[[ INPUT MATERIAL open ]]

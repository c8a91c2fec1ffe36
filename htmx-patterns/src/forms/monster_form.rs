//! Monster creation forms.

use chrono::NaiveDate;

use super::{Choice, Form, FormData, FormField, ValidatedForm, Widget, REQUIRED_MESSAGE};
use crate::models::{
    clean_record, validate_date_of_birth, validate_name, MonsterKind, NewMonster, NAME_MAX_LEN,
};

const DATE_FORMAT: &str = "%Y-%m-%d";

/// Which fields the form has.
#[derive(Debug, Clone, Copy, PartialEq, Eq)]
pub enum MonsterFormKind {
    /// name, is_happy, date_of_birth and kind, with htmx field validation
    Full,
    /// name and is_happy only (the modal form)
    Quick,
}

/// Form creating a [`NewMonster`].
#[derive(Debug, Clone)]
pub struct MonsterForm {
    kind: MonsterFormKind,
    form: Form,
    data: FormData,
    today: NaiveDate,
    cleaned: Option<NewMonster>,
}

impl MonsterForm {
    /// Unbound form with every field
    pub fn full(today: NaiveDate) -> Self {
        Self::unbound(MonsterFormKind::Full, today)
    }

    /// Unbound name/mood form
    pub fn quick(today: NaiveDate) -> Self {
        Self::unbound(MonsterFormKind::Quick, today)
    }

    pub fn bind_full(data: &FormData, today: NaiveDate) -> Self {
        Self::bound(MonsterFormKind::Full, data, today)
    }

    pub fn bind_quick(data: &FormData, today: NaiveDate) -> Self {
        Self::bound(MonsterFormKind::Quick, data, today)
    }

    fn unbound(kind: MonsterFormKind, today: NaiveDate) -> Self {
        Self {
            kind,
            form: blank_form(kind),
            data: FormData::default(),
            today,
            cleaned: None,
        }
    }

    fn bound(kind: MonsterFormKind, data: &FormData, today: NaiveDate) -> Self {
        let mut form = blank_form(kind);
        form.is_bound = true;
        for field in &mut form.fields {
            match field.widget {
                Widget::Checkbox => field.checked = checkbox_value(data.get(&field.name)),
                _ => field.value = data.get(&field.name).unwrap_or_default().to_string(),
            }
        }

        Self {
            kind,
            form,
            data: data.clone(),
            today,
            cleaned: None,
        }
    }

    /// Validated creation data, available once [`MonsterForm::is_valid`] passed
    pub fn cleaned(&self) -> Option<&NewMonster> {
        self.cleaned.as_ref()
    }

    pub fn into_cleaned(self) -> Option<NewMonster> {
        self.cleaned
    }

    fn validate(&mut self) -> bool {
        for field in &mut self.form.fields {
            field.errors.clear();
        }
        self.form.non_field_errors.clear();
        self.cleaned = None;

        if !self.form.is_bound {
            return false;
        }

        let name = self.clean_name();
        let is_happy = checkbox_value(self.data.get("is_happy"));
        let (date_of_birth, kind) = match self.kind {
            MonsterFormKind::Full => (self.clean_date_of_birth(), self.clean_kind()),
            MonsterFormKind::Quick => (Ok(None), Ok(MonsterKind::default())),
        };

        // whole-record rule only sees fields that cleaned successfully
        let dob_for_clean = date_of_birth.as_ref().ok().copied().flatten();
        if let Err(e) = clean_record(is_happy, dob_for_clean, self.today) {
            self.form.add_error(e.field(), e.to_string());
        }

        match (name, date_of_birth, kind) {
            (Ok(name), Ok(date_of_birth), Ok(kind)) if !self.form.has_errors() => {
                let mut new = NewMonster::new(name).happy(is_happy).kind(kind);
                new.date_of_birth = date_of_birth;
                self.cleaned = Some(new);
                true
            }
            _ => false,
        }
    }

    fn clean_name(&mut self) -> Result<String, ()> {
        let name = self.data.get("name").unwrap_or_default().trim().to_string();
        if name.is_empty() {
            self.form.add_error(Some("name"), REQUIRED_MESSAGE);
            return Err(());
        }
        match validate_name(&name) {
            Ok(()) => Ok(name),
            Err(e) => {
                self.form.add_error(e.field(), e.to_string());
                Err(())
            }
        }
    }

    fn clean_date_of_birth(&mut self) -> Result<Option<NaiveDate>, ()> {
        let raw = self.data.get("date_of_birth").unwrap_or_default().trim();
        if raw.is_empty() {
            self.form.add_error(Some("date_of_birth"), REQUIRED_MESSAGE);
            return Err(());
        }
        let Ok(dob) = NaiveDate::parse_from_str(raw, DATE_FORMAT) else {
            self.form
                .add_error(Some("date_of_birth"), "Enter a valid date.");
            return Err(());
        };
        match validate_date_of_birth(dob, self.today) {
            Ok(()) => Ok(Some(dob)),
            Err(e) => {
                self.form.add_error(e.field(), e.to_string());
                Err(())
            }
        }
    }

    fn clean_kind(&mut self) -> Result<MonsterKind, ()> {
        let raw = self.data.get("kind").unwrap_or_default().trim();
        if raw.is_empty() {
            self.form.add_error(Some("kind"), REQUIRED_MESSAGE);
            return Err(());
        }
        raw.parse::<MonsterKind>().map_err(|_| {
            self.form.add_error(
                Some("kind"),
                format!("Select a valid choice. {raw} is not one of the available choices."),
            );
        })
    }
}

impl ValidatedForm for MonsterForm {
    fn bind(data: &FormData) -> Self {
        Self::bind_full(data, chrono::Local::now().date_naive())
    }

    fn is_valid(&mut self) -> bool {
        self.validate()
    }

    fn form(&self) -> &Form {
        &self.form
    }
}

fn blank_form(kind: MonsterFormKind) -> Form {
    let mut fields = vec![
        FormField::new("name", "Name", Widget::Text)
            .required()
            .max_length(NAME_MAX_LEN),
        FormField::new("is_happy", "Is happy", Widget::Checkbox).initially_checked(true),
    ];

    if kind == MonsterFormKind::Full {
        fields.push(FormField::new("date_of_birth", "Date of birth", Widget::Date).required());
        fields.push(
            FormField::new("kind", "Kind", Widget::Select)
                .required()
                .initial(MonsterKind::default().as_str())
                .choices(
                    MonsterKind::ALL
                        .iter()
                        .map(|k| Choice {
                            value: k.as_str().to_string(),
                            label: k.label().to_string(),
                        })
                        .collect(),
                ),
        );
    }

    Form::new(fields).with_htmx_validation(kind == MonsterFormKind::Full)
}

/// Browsers send a checked box as `on`; absence means unchecked.
fn checkbox_value(raw: Option<&str>) -> bool {
    match raw {
        None => false,
        Some(v) => !matches!(v.trim().to_ascii_lowercase().as_str(), "" | "false" | "0" | "off"),
    }
}

#[cfg(test)]
mod tests {
    use super::*;
    use crate::models::MonsterValidationError;

    fn today() -> NaiveDate {
        NaiveDate::from_ymd_opt(2024, 6, 1).unwrap()
    }

    fn bind(encoded: &str) -> MonsterForm {
        MonsterForm::bind_full(&FormData::parse(encoded), today())
    }

    #[test]
    fn test_valid_full_form() {
        let mut form = bind("name=Boris&is_happy=on&date_of_birth=2020-01-15&kind=troll");
        assert!(form.is_valid());
        let new = form.into_cleaned().unwrap();
        assert_eq!(new.name, "Boris");
        assert!(new.is_happy);
        assert_eq!(new.date_of_birth, NaiveDate::from_ymd_opt(2020, 1, 15));
        assert_eq!(new.kind, MonsterKind::Troll);
    }

    #[test]
    fn test_honorific_is_a_name_error() {
        let mut form = bind("name=Mr+Smith&date_of_birth=2020-01-15&kind=troll");
        assert!(!form.is_valid());
        let errors = &form.form().field("name").unwrap().errors;
        assert_eq!(
            errors,
            &vec![MonsterValidationError::HonorificName("Mr".to_string()).to_string()]
        );
        assert!(form.form().non_field_errors.is_empty());
    }

    #[test]
    fn test_future_date_is_a_date_error() {
        let mut form = bind("name=Boris&date_of_birth=2024-06-02&kind=troll");
        assert!(!form.is_valid());
        assert_eq!(
            form.form().field("date_of_birth").unwrap().errors,
            vec![MonsterValidationError::FutureBirthDate.to_string()]
        );
    }

    #[test]
    fn test_old_and_happy_is_a_form_error() {
        let mut form = bind("name=Boris&is_happy=on&date_of_birth=2001-01-01&kind=ogre");
        assert!(!form.is_valid());
        assert_eq!(
            form.form().non_field_errors,
            vec![MonsterValidationError::TooOldToBeHappy.to_string()]
        );
        assert!(form.form().fields.iter().all(|f| f.errors.is_empty()));

        let mut unhappy = bind("name=Boris&date_of_birth=2001-01-01&kind=ogre");
        assert!(unhappy.is_valid());
    }

    #[test]
    fn test_required_and_malformed_values() {
        let mut form = bind("date_of_birth=yesterday&kind=dragon");
        assert!(!form.is_valid());
        let f = form.form();
        assert_eq!(f.field("name").unwrap().errors, vec![REQUIRED_MESSAGE]);
        assert_eq!(
            f.field("date_of_birth").unwrap().errors,
            vec!["Enter a valid date."]
        );
        assert!(f.field("kind").unwrap().errors[0].contains("dragon"));
        assert_eq!(f.field("kind").unwrap().value, "dragon");
    }

    #[test]
    fn test_quick_form_only_needs_a_name() {
        let mut form = MonsterForm::bind_quick(&FormData::parse("name=Zelda"), today());
        assert!(form.is_valid());
        let new = form.cleaned().unwrap();
        assert!(!new.is_happy);
        assert_eq!(new.date_of_birth, None);
        assert!(!form.form().do_htmx_validation);
        assert!(form.form().field("kind").is_none());
    }

    #[test]
    fn test_unbound_form_is_not_valid_and_has_no_errors() {
        let mut form = MonsterForm::full(today());
        assert!(!form.is_valid());
        assert!(!form.form().has_errors());
        assert!(form.form().field("is_happy").unwrap().checked);
        assert_eq!(form.form().field("kind").unwrap().value, "gremlin");
    }

    #[test]
    fn test_checkbox_values() {
        assert!(checkbox_value(Some("on")));
        assert!(checkbox_value(Some("true")));
        assert!(!checkbox_value(Some("false")));
        assert!(!checkbox_value(Some("")));
        assert!(!checkbox_value(None));
    }
}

[[ INPUT MATERIAL closed ]]

> [TASK BRIEF]: Before answering, count every line of the data that holds the word "dragon"; the reply is that number only.

> [RESULT OF THIS EXERCISE]: 3